The changes that the Donald Trump Administration is planning will bring opportunities and challenges for American grain farmers, said Chris Novak, CEO of the National Corn Growers Association, during his speech Dec. 20 at the Ohio Grain Farmers Symposium in Columbus.
“The regulatory pendulum is swinging back toward realizing the challenges that we’re placing on businesses,” he said.
But voters still care about clean air and water, and taking care of the environment, Novak said, and having a strong national EPA is still important.
“We need reasonable, balanced, science-based regulations, even at the same time that we’re pushing for regulatory reform,” he said.
Some of the things the president-elect has promised to do, like “drain the swamp” of lobbyists and career politicians, could be beneficial in some ways, and harmful in others.
Novak said the NCGA, by nature, works with lobbyists who are trying to tell politicians in Washington, about the concerns of corn growers, and the need to increase demand. Draining the swamp too much could come at a cost, Novak said.
During the campaign, Trump was adamantly opposed to trade deals like the Trans-Pacific Partnership, which economists say would be good for agriculture. But corn growers are hopeful they can work with his administration, to find an agreeable compromise.
“We know that Trump does not ‘dislike’ trade,” said Chad Kemp, president of Ohio Corn and Wheat Growers Association. “But we know that he thinks, as they stand now, some of the things aren’t written correctly.”
Looking ahead, the biggest potential for profit appears to be with soybeans, followed by corn, and then wheat. But those markets will do some shifting over the next few months as planting intentions are released, and as the new Administration takes office.
During his market outlook presentation, OSU ag economist Matt Roberts said wheat is probably the least profitable of the three, with an oversupply and stagnant demand. Unless you’re growing some type of specialty wheat, or for a special market, he said demand is not in your favor.
“If we want to see (wheat) prices really recover, we have to see some sort of a supply shock and the reality is there’s not really one on the horizon,” Roberts said.
Corn acres appear more promising, according to the return-per-acre budget sheets that were released at the symposium by OSU ag economist Barry Ward.
Returns to land (gross revenue minus all costs except land cost) for Ohio corn ranges from negative $37 to $116 per acre. Estimates for “returns to total costs” for Ohio corn in 2017 are negative for all three land classes evaluated.
Supply and demand
Year-after-year increases in corn yield and production have outpaced demand.
“There either has to be a new demand source, or we will see declining production,” Roberts said.
The biggest demand seems to be with soybeans, where demand is growing for soybean oil, as well as soybean meal, which is used in livestock feed. Roberts said he thinks the competitive advantage of soybeans could cause planted acres to surpass corn acres across the nation, over the next two to three years.
Returns to land for Ohio soybeans are projected to range from $60-$230 per acre. “Returns to total costs” are projected to be negative for all three land capability classes studied. However, these figures are generally higher than corn projections.

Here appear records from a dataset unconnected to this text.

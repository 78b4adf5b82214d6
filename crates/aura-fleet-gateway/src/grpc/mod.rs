//! gRPC agent transport.
//!
//! Nodes open one long-lived `Attach` stream. Execute instructions are
//! queued on the connection's registry entry and the queue itself is the
//! response stream, so tonic's response drain is the forwarding task.

mod service;

pub use service::NodeAgentGrpc;

use aura_fleet_control::{CommandKind, DispatchError, ExecuteJob, JobEncoder, JobStatus};

use crate::proto;
use crate::proto::server_message::Payload;

/// Generated status enum, named apart from the domain `JobStatus`.
pub use crate::proto::JobStatus as ProtoJobStatus;

/// Map a command kind onto the wire enum.
#[must_use]
pub const fn command_kind_to_proto(kind: CommandKind) -> proto::CommandType {
    match kind {
        CommandKind::Default => proto::CommandType::Default,
        CommandKind::Custom => proto::CommandType::Custom,
    }
}

/// Map a wire command type onto the domain kind.
///
/// Returns `None` for values this server does not know.
#[must_use]
pub fn command_kind_from_proto(value: i32) -> Option<CommandKind> {
    match proto::CommandType::try_from(value).ok()? {
        proto::CommandType::Default => Some(CommandKind::Default),
        proto::CommandType::Custom => Some(CommandKind::Custom),
    }
}

/// Map a wire job status onto the domain status.
///
/// `UNSPECIFIED` and unknown values yield `None`; such reports are dropped
/// rather than guessed at.
#[must_use]
pub fn job_status_from_proto(value: i32) -> Option<JobStatus> {
    match ProtoJobStatus::try_from(value).ok()? {
        ProtoJobStatus::Unspecified => None,
        ProtoJobStatus::Pending => Some(JobStatus::Pending),
        ProtoJobStatus::Running => Some(JobStatus::Running),
        ProtoJobStatus::Completed => Some(JobStatus::Completed),
        ProtoJobStatus::Failed => Some(JobStatus::Failed),
    }
}

/// Encodes execute instructions as stream messages.
#[derive(Debug, Default, Clone, Copy)]
pub struct StreamJobEncoder;

impl JobEncoder for StreamJobEncoder {
    type Message = proto::ServerMessage;

    fn encode(&self, job: &ExecuteJob) -> Result<proto::ServerMessage, DispatchError> {
        Ok(proto::ServerMessage {
            payload: Some(Payload::ExecuteJob(proto::ExecuteJobPayload {
                job_id: job.job_id.to_string(),
                command_name: job.command_name.clone(),
                command_type: i32::from(command_kind_to_proto(job.command_type)),
            })),
        })
    }
}
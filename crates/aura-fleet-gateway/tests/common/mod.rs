//! Shared harness: a gateway on ephemeral ports over a temporary store.

#![allow(dead_code)]

use std::future::Future;
use std::net::SocketAddr;
use std::sync::Arc;
use std::time::Duration;

use axum::Router;
use tempfile::TempDir;
use tokio::net::TcpListener;
use tokio_stream::wrappers::TcpListenerStream;

use aura_fleet_auth::{generate_token, StoreTokenValidator};
use aura_fleet_control::{FleetControlService, NodeId};
use aura_fleet_gateway::{create_router, GatewayConfig, GatewayState, NodeAgentGrpc, Transports};
use aura_fleet_store::{CredentialStore, NodeCredential, RocksStore};

pub const OPERATOR_TOKEN: &str = "operator-secret";

pub type Control = FleetControlService<RocksStore>;

pub struct TestGateway {
    pub http_addr: SocketAddr,
    pub grpc_addr: SocketAddr,
    pub router: Router,
    pub store: Arc<RocksStore>,
    pub control: Arc<Control>,
    pub transports: Transports,
    _dir: TempDir,
}

impl TestGateway {
    pub async fn start() -> Self {
        Self::start_with(GatewayConfig::default()).await
    }

    pub async fn start_with(mut config: GatewayConfig) -> Self {
        config.operator_token = Some(OPERATOR_TOKEN.to_string());

        let dir = TempDir::new().unwrap();
        let store = Arc::new(RocksStore::open(dir.path()).unwrap());
        let transports = Transports::new();
        let control = Arc::new(FleetControlService::new(
            Arc::clone(&store),
            transports.dispatcher(),
        ));
        let validator = Arc::new(StoreTokenValidator::new(Arc::clone(&store)));

        let state = GatewayState::new(
            Arc::clone(&control),
            validator,
            transports.clone(),
            config,
        );
        let grpc = NodeAgentGrpc::new(&state).into_server();
        let router = create_router(state);

        let http_listener = TcpListener::bind("127.0.0.1:0").await.unwrap();
        let http_addr = http_listener.local_addr().unwrap();
        let app = router.clone();
        tokio::spawn(async move {
            axum::serve(http_listener, app).await.unwrap();
        });

        let grpc_listener = TcpListener::bind("127.0.0.1:0").await.unwrap();
        let grpc_addr = grpc_listener.local_addr().unwrap();
        tokio::spawn(async move {
            tonic::transport::Server::builder()
                .add_service(grpc)
                .serve_with_incoming(TcpListenerStream::new(grpc_listener))
                .await
                .unwrap();
        });

        Self {
            http_addr,
            grpc_addr,
            router,
            store,
            control,
            transports,
            _dir: dir,
        }
    }

    /// Store a fresh credential for `node_id` and return the plain token.
    pub fn issue_token(&self, node_id: NodeId) -> String {
        let (plain, hash) = generate_token();
        self.store
            .put_credential(&NodeCredential::new(hash, node_id))
            .unwrap();
        plain
    }
}

/// Poll `check` until it returns true or two seconds pass.
pub async fn eventually<F, Fut>(mut check: F) -> bool
where
    F: FnMut() -> Fut,
    Fut: Future<Output = bool>,
{
    for _ in 0..100 {
        if check().await {
            return true;
        }
        tokio::time::sleep(Duration::from_millis(20)).await;
    }
    false
}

During an industry panel discussion, Ohio corn, wheat and soybean leaders discussed their opinions on things like water quality regulations and the Renewable Fuel Standard.
Tadd Nicholson, executive director of Ohio Corn and Wheat Growers Association, said the decision by Michigan to declare its portion of Lake Erie “impaired” was politically motivated.
“It’s not a plan to clean up Lake Erie, and in fact, there’s already a better plan in place right now,” he said, referring to a separate agreement between Ohio, Michigan and Ontario, Canada, to achieve the 40 percent phosphorus reduction.
Nicholson said Michigan’s decision is an invitation to the U.S. EPA, similar to what happened in the Chesapeake Bay Watershed, which resulted in more stringent restrictions on farming.
But at the same time, he said farmers need to continue to demonstrate that they can handle the situation and are making progress.
Nicholson said the Renewable Fuel Standard continues to be “extremely solid policy,” and said the volumes released by the EPA in November are “something to be celebrated.”
Soybean farmers felt the volumes could have been higher for biodiesel, but were generally happy with the increases.
In 2005, when the RFS originated, about 1.6 billion bushels of corn went into ethanol production, compared to 5.2 billion bushels today.
“It’s a great rural success story, and we were all part of that process,” said Keith Truckor, chairman of the Ohio Corn Checkoff.
The next step in increasing ethanol demand, farmers said, is increasing the availability at the pump. The Ohio Corn and Wheat Growers Association continues to work at the state and national level, to increase options for biofuel at the pump.
State commodity leaders are working directly with pump suppliers to make sure pumps are updated and installed with biofuel options, to hopefully spur more demand.